TASK OBJECTIVE: The expected output is exactly the lines below, starting at the line with "self.routes.len()" and ending at the line with "already be stripped.", both included; no other line belongs in it.

○ ○ ○ ○ ○

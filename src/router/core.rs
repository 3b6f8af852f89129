//! Router core module - the immutable route table consulted on every request.

use std::sync::Arc;
use std::time::Instant;

use http::Method;
use smallvec::SmallVec;
use tracing::{debug, info, warn};

use super::pattern::{normalize_path, split_segments, PathPattern};
use crate::handler::Handler;
use crate::middleware::Middleware;
use crate::registry::ResolutionError;

/// Maximum number of path/query parameters before heap allocation.
/// Most REST APIs have ≤4 path params (e.g., /users/{id}/posts/{postId}).
pub const MAX_INLINE_PARAMS: usize = 8;

/// Stack-allocated parameter storage for the hot path.
///
/// Param names use `Arc<str>` because they come from the static route table;
/// values are per-request data from the URL.
pub type ParamVec = SmallVec<[(Arc<str>, String); MAX_INLINE_PARAMS]>;

/// What a route invokes once its middleware chain completes.
#[derive(Clone)]
pub(crate) enum HandlerTarget {
    Resolved {
        label: String,
        handler: Arc<dyn Handler>,
    },
    /// Kept only by [`super::RouterBuilder::build_unchecked`]; answers 500 on every match.
    Unresolved {
        label: String,
        error: ResolutionError,
    },
}

impl HandlerTarget {
    fn label(&self) -> &str {
        match self {
            HandlerTarget::Resolved { label, .. } | HandlerTarget::Unresolved { label, .. } => {
                label
            }
        }
    }
}

/// A registered route.
#[derive(Clone)]
pub struct Route {
    /// HTTP method
    pub method: Method,
    /// Full, normalized pattern including every group prefix
    pub pattern: PathPattern,
    /// Accumulated chain: group middleware outer to inner, then the route's own
    pub middleware: Vec<Arc<dyn Middleware>>,
    pub(crate) target: HandlerTarget,
}

impl Route {
    /// Descriptor for controller routes, `<closure>` for inline handlers.
    #[must_use]
    pub fn handler_name(&self) -> &str {
        self.target.label()
    }

    /// Middleware names in execution order.
    #[must_use]
    pub fn middleware_names(&self) -> Vec<&str> {
        self.middleware.iter().map(|m| m.name()).collect()
    }

    /// `true` when the handler descriptor failed to resolve.
    #[must_use]
    pub fn is_unresolved(&self) -> bool {
        matches!(self.target, HandlerTarget::Unresolved { .. })
    }
}

impl std::fmt::Debug for Route {
    fn fmt(&self, f: &mut std::fmt::Formatter<'_>) -> std::fmt::Result {
        f.debug_struct("Route")
            .field("method", &self.method)
            .field("pattern", &self.pattern.as_str())
            .field("handler", &self.handler_name())
            .field("middleware", &self.middleware_names())
            .finish()
    }
}

/// Result of successfully matching a request path to a route
#[derive(Debug, Clone)]
pub struct RouteMatch<'a> {
    /// The matched route
    pub route: &'a Route,
    /// Path parameters extracted from the URL (e.g., `{id}` → `("id", "123")`), in pattern order
    pub path_params: ParamVec,
}

impl RouteMatch<'_> {
    /// Get a path parameter by name
    #[inline]
    #[must_use]
    pub fn get_path_param(&self, name: &str) -> Option<&str> {
        self.path_params
            .iter()
            .rfind(|(k, _)| k.as_ref() == name)
            .map(|(_, v)| v.as_str())
    }
}

/// Route table built by [`super::RouterBuilder`].
///
/// Routes are scanned in registration order and the first match wins; there is no
/// specificity ranking. The table is immutable, so a `Router` can be shared across request
/// threads behind an `Arc` without locking.
#[derive(Debug, Clone, Default)]
pub struct Router {
    routes: Vec<Route>,
}

impl Router {
    pub(crate) fn from_routes(routes: Vec<Route>) -> Self {
        let routes_summary: Vec<String> = routes
            .iter()
            .take(10)
            .map(|r| format!("{} {}", r.method, r.pattern.as_str()))
            .collect();
        info!(
            routes_count = routes.len(),
            routes_summary = ?routes_summary,
            "Routing table loaded"
        );
        Self { routes }
    }

    /// All routes in registration order.
    #[must_use]
    pub fn routes(&self) -> &[Route] {
        &self.routes
    }

    #[must_use]
    pub fn len(&self) -> usize {
        self.routes.len()
    }

    #[must_use]
    pub fn is_empty(&self) -> bool {
        self.routes.is_empty()
    }

    /// One line per route: `METHOD /pattern -> handler [middleware, ...]`.
    #[must_use]
    pub fn dump_routes(&self) -> Vec<String> {
        self.routes
            .iter()
            .map(|r| {
                format!(
                    "{} {} -> {} [{}]",
                    r.method,
                    r.pattern.as_str(),
                    r.handler_name(),
                    r.middleware_names().join(", ")
                )
            })
            .collect()
    }

    /// Match an HTTP request to a route.
    ///
    /// `path` is normalized first, so `/users/42/` and `/users/42` are equivalent. Any query
    /// string must already be stripped.
    ///
    /// # Returns
    ///
    /// * `Some(RouteMatch)` - first route in registration order whose method, segment count,
    ///   literals and placeholder constraints all match
    /// * `None` - no route matches (results in 404)
    #[must_use]
    pub fn route(&self, method: &Method, path: &str) -> Option<RouteMatch<'_>> {
        let path = normalize_path(path);
        debug!(method = %method, path = %path, "Route match attempt");

        let match_start = Instant::now();
        let segments = split_segments(&path);

        let found = self
            .routes
            .iter()
            .filter(|r| r.method == *method)
            .find_map(|r| {
                r.pattern
                    .match_segments(&segments)
                    .map(|path_params| RouteMatch {
                        route: r,
                        path_params,
                    })
            });

        let duration_us = match_start.elapsed().as_micros();
        match &found {
            Some(m) => info!(
                method = %method,
                path = %path,
                handler_name = %m.route.handler_name(),
                route_pattern = %m.route.pattern.as_str(),
                path_params = ?m.path_params,
                duration_us = duration_us,
                "Route matched"
            ),
            None => warn!(
                method = %method,
                path = %path,
                duration_us = duration_us,
                "No route matched"
            ),
        }
        found
    }
}
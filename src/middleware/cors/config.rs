use serde::{Deserialize, Serialize};

/// Serializable CORS policy, as found under `cors:` in the application config.
///
/// Defaults describe a local development setup: the common dev-server origins, credentials
/// on, preflights cached for 24 hours.
#[derive(Debug, Clone, PartialEq, Eq, Serialize, Deserialize)]
#[serde(default)]
pub struct CorsConfig {
    /// Exact origins, or `["*"]` for any
    pub allowed_origins: Vec<String>,
    /// Regular expressions matched against the `Origin` header
    pub allowed_origin_patterns: Vec<String>,
    pub allowed_methods: Vec<String>,
    pub allowed_headers: Vec<String>,
    pub exposed_headers: Vec<String>,
    /// Preflight cache duration; `0` omits `Access-Control-Max-Age`
    pub max_age_secs: u32,
    pub allow_credentials: bool,
}

impl Default for CorsConfig {
    fn default() -> Self {
        Self {
            allowed_origins: vec![
                "http://localhost:5173".into(),
                "http://localhost:3000".into(),
                "http://localhost:8080".into(),
            ],
            allowed_origin_patterns: Vec::new(),
            allowed_methods: ["GET", "POST", "PUT", "DELETE", "OPTIONS", "PATCH"]
                .into_iter()
                .map(String::from)
                .collect(),
            allowed_headers: super::builder::DEFAULT_ALLOWED_HEADERS
                .iter()
                .map(|h| (*h).to_string())
                .collect(),
            exposed_headers: vec!["Content-Length".into(), "Content-Range".into()],
            max_age_secs: 86_400,
            allow_credentials: true,
        }
    }
}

○ ○ ○ ○ ○

PROBLEM SOLUTION:
        self.routes.len()
    }

    #[must_use]
    pub fn is_empty(&self) -> bool {
        self.routes.is_empty()
    }

    /// One line per route: `METHOD /pattern -> handler [middleware, ...]`.
    #[must_use]
    pub fn dump_routes(&self) -> Vec<String> {
        self.routes
            .iter()
            .map(|r| {
                format!(
                    "{} {} -> {} [{}]",
                    r.method,
                    r.pattern.as_str(),
                    r.handler_name(),
                    r.middleware_names().join(", ")
                )
            })
            .collect()
    }

    /// Match an HTTP request to a route.
    ///
    /// `path` is normalized first, so `/users/42/` and `/users/42` are equivalent. Any query
    /// string must already be stripped.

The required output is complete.